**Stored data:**
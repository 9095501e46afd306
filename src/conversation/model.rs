use chrono::{DateTime, Utc};
use diesel::prelude::{Identifiable, Insertable, Queryable, Selectable};
use serde::Serialize;

use crate::user::{
    self,
    model::{User, UserDto},
};

use super::Id;

#[derive(Queryable, Selectable, Identifiable, Clone, Debug, PartialEq)]
#[diesel(table_name = crate::schema::conversations)]
#[diesel(check_for_backend(diesel::pg::Pg))]
pub struct Conversation {
    id: Id,
    name: Option<String>,
    is_group: bool,
    logo: Option<String>,
    created_at: DateTime<Utc>,
    last_message_at: DateTime<Utc>,
}

impl Conversation {
    pub const fn id(&self) -> &Id {
        &self.id
    }
}

#[cfg(test)]
impl Conversation {
    pub const fn is_group(&self) -> bool {
        self.is_group
    }

    pub const fn last_message_at(&self) -> &DateTime<Utc> {
        &self.last_message_at
    }

    pub fn new(id: Id, name: Option<&str>, is_group: bool) -> Self {
        let now = Utc::now();
        Self {
            id,
            name: name.map(String::from),
            is_group,
            logo: None,
            created_at: now,
            last_message_at: now,
        }
    }

    pub fn with_last_message_at(self, last_message_at: DateTime<Utc>) -> Self {
        Self {
            last_message_at,
            ..self
        }
    }
}

#[derive(Insertable)]
#[diesel(table_name = crate::schema::conversations)]
pub struct NewConversation<'a> {
    id: Id,
    name: Option<&'a str>,
    is_group: bool,
}

impl<'a> NewConversation<'a> {
    pub fn direct() -> Self {
        Self {
            id: Id::random(),
            name: None,
            is_group: false,
        }
    }

    pub fn group(name: &'a str) -> Self {
        Self {
            id: Id::random(),
            name: Some(name),
            is_group: true,
        }
    }

    pub const fn id(&self) -> &Id {
        &self.id
    }

    #[cfg(test)]
    pub const fn name(&self) -> Option<&str> {
        self.name
    }

    #[cfg(test)]
    pub const fn is_group(&self) -> bool {
        self.is_group
    }
}

#[derive(Insertable)]
#[diesel(table_name = crate::schema::conversations_users)]
pub struct NewMember<'a> {
    conversation_id: &'a Id,
    user_id: &'a user::Id,
}

impl<'a> NewMember<'a> {
    pub fn new(conversation_id: &'a Id, user_id: &'a user::Id) -> Self {
        Self {
            conversation_id,
            user_id,
        }
    }
}

/// A conversation together with everyone taking part in it.
#[derive(Clone, Debug, Serialize, PartialEq)]
#[serde(rename_all = "camelCase")]
pub struct ConversationDto {
    id: Id,
    name: Option<String>,
    is_group: bool,
    logo: Option<String>,
    created_at: DateTime<Utc>,
    last_message_at: DateTime<Utc>,
    users: Vec<UserDto>,
}

impl ConversationDto {
    pub fn new(c: Conversation, users: Vec<User>) -> Self {
        Self {
            id: c.id,
            name: c.name,
            is_group: c.is_group,
            logo: c.logo,
            created_at: c.created_at,
            last_message_at: c.last_message_at,
            users: users.into_iter().map(UserDto::from).collect(),
        }
    }

    pub const fn id(&self) -> &Id {
        &self.id
    }

    pub fn users(&self) -> &[UserDto] {
        &self.users
    }

    pub fn has_member(&self, user_id: &user::Id) -> bool {
        self.users.iter().any(|u| u.id() == user_id)
    }
}
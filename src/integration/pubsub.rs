use std::env;

use log::warn;

use crate::event;

#[derive(Clone)]
pub struct Config {
    host: String,
    port: u16,
}

impl Default for Config {
    fn default() -> Self {
        Self {
            host: String::from("127.0.0.1"),
            port: 4222,
        }
    }
}

impl Config {
    pub fn env() -> Option<Self> {
        let Ok(host) = env::var("NATS_HOST") else {
            warn!("NATS_HOST is not set, falling back to defaults");
            return None;
        };

        match env::var("NATS_PORT")
            .unwrap_or_else(|_| "4222".to_string())
            .parse()
        {
            Ok(port) => Some(Self { host, port }),
            Err(e) => {
                warn!("invalid NATS_PORT: {e}");
                None
            }
        }
    }

    pub async fn connect(&self) -> async_nats::Client {
        match async_nats::connect(&format!("{}:{}", self.host, self.port)).await {
            Ok(client) => client,
            Err(e) => panic!("Failed to connect to NATS: {e}"),
        }
    }
}

impl async_nats::subject::ToSubject for &event::Subject<'_> {
    fn to_subject(&self) -> async_nats::Subject {
        self.to_string().into()
    }
}
use std::fmt;
use std::sync::Arc;

use axum::http::StatusCode;
use diesel::{
    deserialize::{self, FromSql, FromSqlRow},
    expression::AsExpression,
    pg::{Pg, PgValue},
    serialize::{self, Output, ToSql},
    sql_types,
};
use serde::{Deserialize, Serialize};
use uuid::Uuid;

pub mod model;
pub mod repository;
pub mod service;

type Result<T> = std::result::Result<T, Error>;
pub type Repository = Arc<dyn repository::UserRepository + Send + Sync>;
pub type Service = Arc<dyn service::UserService + Send + Sync>;

#[derive(Clone, Debug, Deserialize, Serialize, Hash, PartialEq, Eq, FromSqlRow, AsExpression)]
#[diesel(sql_type = diesel::sql_types::Uuid)]
pub struct Id(Uuid);

messenger_crm::uuid_id!(Id);

/// Unique address of a user; doubles as the name of the personal channel.
#[derive(Clone, Debug, Deserialize, Serialize, Hash, PartialEq, Eq, FromSqlRow, AsExpression)]
#[diesel(sql_type = sql_types::Text)]
pub struct Email(String);

impl Email {
    pub fn new(email: impl Into<String>) -> Self {
        Self(email.into())
    }

    pub fn as_str(&self) -> &str {
        &self.0
    }
}

impl fmt::Display for Email {
    fn fmt(&self, f: &mut fmt::Formatter<'_>) -> fmt::Result {
        write!(f, "{}", self.0)
    }
}

impl ToSql<sql_types::Text, Pg> for Email {
    fn to_sql<'b>(&'b self, out: &mut Output<'b, '_, Pg>) -> serialize::Result {
        <str as ToSql<sql_types::Text, Pg>>::to_sql(self.0.as_str(), out)
    }
}

impl FromSql<sql_types::Text, Pg> for Email {
    fn from_sql(bytes: PgValue<'_>) -> deserialize::Result<Self> {
        <String as FromSql<sql_types::Text, Pg>>::from_sql(bytes).map(Self)
    }
}

#[derive(thiserror::Error, Debug)]
pub enum Error {
    #[error("user not found: {0:?}")]
    NotFound(Id),

    #[error(transparent)]
    _R2d2(#[from] r2d2::Error),
    #[error(transparent)]
    _Diesel(#[from] diesel::result::Error),
}

impl From<Error> for StatusCode {
    fn from(e: Error) -> Self {
        match e {
            Error::NotFound(_) => StatusCode::NOT_FOUND,
            Error::_R2d2(_) | Error::_Diesel(_) => StatusCode::INTERNAL_SERVER_ERROR,
        }
    }
}
use axum::{
    extract::{Request, State},
    middleware::Next,
    response::Response,
};
use axum_extra::extract::CookieJar;
use log::debug;

use crate::auth::{self, Session};
use crate::user;

pub async fn authorize(
    auth_service: State<auth::Service>,
    user_service: State<user::Service>,
    jar: CookieJar,
    mut req: Request,
    next: Next,
) -> crate::Result<Response> {
    let sid = jar
        .get(Session::ID)
        .map(Session::from)
        .ok_or(auth::Error::Unauthorized)?;

    let Some(user_id) = auth_service.find_user_id(&sid).await else {
        debug!("No user bound to {sid:?}");
        return Err(auth::Error::Unauthorized.into());
    };

    let user = match user_service.find_by_id(&user_id).await {
        Ok(u) => u,
        Err(user::Error::NotFound(_)) => {
            debug!("{sid:?} points to a missing user");
            return Err(auth::Error::Unauthorized.into());
        }
        Err(e) => return Err(e.into()),
    };

    let auth_user = auth::User::from(user);
    debug!(
        "{sid:?} authorized as {}",
        auth_user.name().unwrap_or(auth_user.email().as_str())
    );
    req.extensions_mut().insert(auth_user);

    Ok(next.run(req).await)
}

**DIRECTIONS:** Beginning at the top of the data, please return every line until and including the line containing "Clone, Debug, PartialEq)]", copied exactly, and nothing past it.

**RESULT OF THIS TASK:**
repository 9095501e46afd306
filename src/conversation/model.rs
use chrono::{DateTime, Utc};
use diesel::prelude::{Identifiable, Insertable, Queryable, Selectable};
use serde::Serialize;

use crate::user::{
    self,
    model::{User, UserDto},
};

use super::Id;

#[derive(Queryable, Selectable, Identifiable, Clone, Debug, PartialEq)]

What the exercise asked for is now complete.